Your second question hints at the real test of the materials in question. Since each material requires very different installation techniques, this is a bit like comparing apples to oranges.
But if you are aiming at determining which material is more user friendly for, say, a DIY, I guess I'd go with the troweled on liquid membrane which is UltraSET. My reasoning here is that a less experienced installer would be more apt to install a CPE pan membrane incorrectly.
This does not imply that either material is difficult to install, just that one should learn how to install first, recognize the pertinent jobsite conditions, and pay attention during the install.
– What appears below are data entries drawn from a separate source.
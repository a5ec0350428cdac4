//! Fixed-point drivers shared by all objectives.
//!
//! Every energy computation is, in the end, a per-state sweep that
//! replaces a state's value by the minimum over its action values,
//! repeated until nothing changes. The two drivers differ only in the
//! direction from which the fixpoint is approached: `largest_fixpoint`
//! starts from ∞ and only ever decreases values, `least_fixpoint`
//! starts from a known lower bound and only ever increases them.

use crate::mdp::{ActionData, ConsMdp};
use crate::{ActionId, CancelToken, Error, Level, StateId, INF};

/// Knobs for one fixpoint run. The action value reads the current
/// vector; the adjustment maps a candidate value per state (capacity
/// overflow, reload clipping); the witness hook is invoked whenever a
/// state's value improves, with the action that realised the minimum.
pub(crate) struct FixpointParams<'c, AV, ADJ, SKIP, WIT>
where
    AV: FnMut(&ActionData, &[Level]) -> Level,
    ADJ: FnMut(StateId, Level) -> Level,
    SKIP: FnMut(StateId) -> bool,
    WIT: FnMut(StateId, Level, ActionId),
{
    pub action_value: AV,
    pub value_adj: ADJ,
    pub skip_state: SKIP,
    pub on_update: WIT,
    pub cancel: Option<&'c CancelToken>,
    pub debug: bool,
}

/// Minimum action value of `state` under `action_value`, together
/// with the first action realising it (insertion order breaks ties,
/// which keeps selectors deterministic).
pub(crate) fn argmin<AV>(
    mdp: &ConsMdp,
    state: StateId,
    values: &[Level],
    action_value: &mut AV,
) -> (ActionId, Level)
where
    AV: FnMut(&ActionData, &[Level]) -> Level,
{
    let mut best: Option<(ActionId, Level)> = None;
    for &aid in mdp.action_ids(state) {
        let v = action_value(mdp.action(aid), values);
        match best {
            Some((_, b)) if v >= b => {}
            _ => best = Some((aid, v)),
        }
    }
    best.expect("state with no actions survived validation")
}

/// Iterate `values` downwards until a fixpoint is reached.
///
/// Values must be initialised before the call (typically to ∞, with
/// exceptions seeded by the objective). Converges because values only
/// decrease and live in a finite domain.
pub(crate) fn largest_fixpoint<AV, ADJ, SKIP, WIT>(
    mdp: &ConsMdp,
    values: &mut [Level],
    mut p: FixpointParams<'_, AV, ADJ, SKIP, WIT>,
) -> Result<(), Error>
where
    AV: FnMut(&ActionData, &[Level]) -> Level,
    ADJ: FnMut(StateId, Level) -> Level,
    SKIP: FnMut(StateId) -> bool,
    WIT: FnMut(StateId, Level, ActionId),
{
    let mut iterate = true;
    let mut round = 0usize;
    while iterate {
        check_cancel(p.cancel)?;
        if p.debug {
            eprintln!("it {}\t{:?}", round, values);
        }
        round += 1;
        iterate = false;

        for s in 0..mdp.num_states() {
            if (p.skip_state)(s) {
                continue;
            }
            let (aid, candidate) = argmin(mdp, s, values, &mut p.action_value);
            let candidate = (p.value_adj)(s, candidate);
            if candidate < values[s] {
                values[s] = candidate;
                (p.on_update)(s, candidate, aid);
                iterate = true;
            }
        }
    }
    Ok(())
}

/// Iterate `values` upwards until a fixpoint is reached.
///
/// Used by the least-fixpoint safety variant, which starts from the
/// minimal-initial-consumption vector. States already at ∞ are
/// skipped; they can never recover.
pub(crate) fn least_fixpoint<AV, ADJ>(
    mdp: &ConsMdp,
    values: &mut [Level],
    mut action_value: AV,
    mut value_adj: ADJ,
    cancel: Option<&CancelToken>,
    debug: bool,
) -> Result<(), Error>
where
    AV: FnMut(&ActionData, &[Level]) -> Level,
    ADJ: FnMut(StateId, Level) -> Level,
{
    let mut iterate = true;
    let mut round = 0usize;
    while iterate {
        check_cancel(cancel)?;
        if debug {
            eprintln!("it {}\t{:?}", round, values);
        }
        round += 1;
        iterate = false;

        for s in 0..mdp.num_states() {
            if values[s] == INF {
                continue;
            }
            let (_, candidate) = argmin(mdp, s, values, &mut action_value);
            let candidate = value_adj(s, candidate);
            if candidate > values[s] {
                values[s] = candidate;
                iterate = true;
            }
        }
    }
    Ok(())
}

fn check_cancel(cancel: Option<&CancelToken>) -> Result<(), Error> {
    match cancel {
        Some(token) if token.is_cancelled() => Err(Error::Cancelled),
        _ => Ok(()),
    }
}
*Dave We have also done hundreds of showers. The key is not so much a good tile man as it is the preparation. For all of our tile showers, we start with a copper pan which our plumbers order pre-sautered to the right dimensions from their supply house. They then set the pan on the subfloor with const. adhesive-never nailed-and they sauter the drain assembly into it. It is then leak-tested. We then overlap 36" of ice and water shield around the walls and into the pan which has a 6" lip typically. At the shower curb, we again overlap I&W shield into the pan. When the stall is wonderboarded, we have our drywall sub use roofing nails or galv. screws. When our tile sub arrives, he tapes all the seams on the board with fiberglass mesh and thinset-including the inside corners. THEN he starts the tiling. By the way, we always use solid material for on top of the curb-never tiled. Tile and grout,in itself,is usually not water-proof. Alot depends on the prep that's behind it. I have done alot of troubleshooting in leaky showers and 99% of the time it is grout related and has nothing to do with the plumbing-generally there was never any prep work done with these showers and in extreme cases I have found some to be set with greenboard. Hope this helps.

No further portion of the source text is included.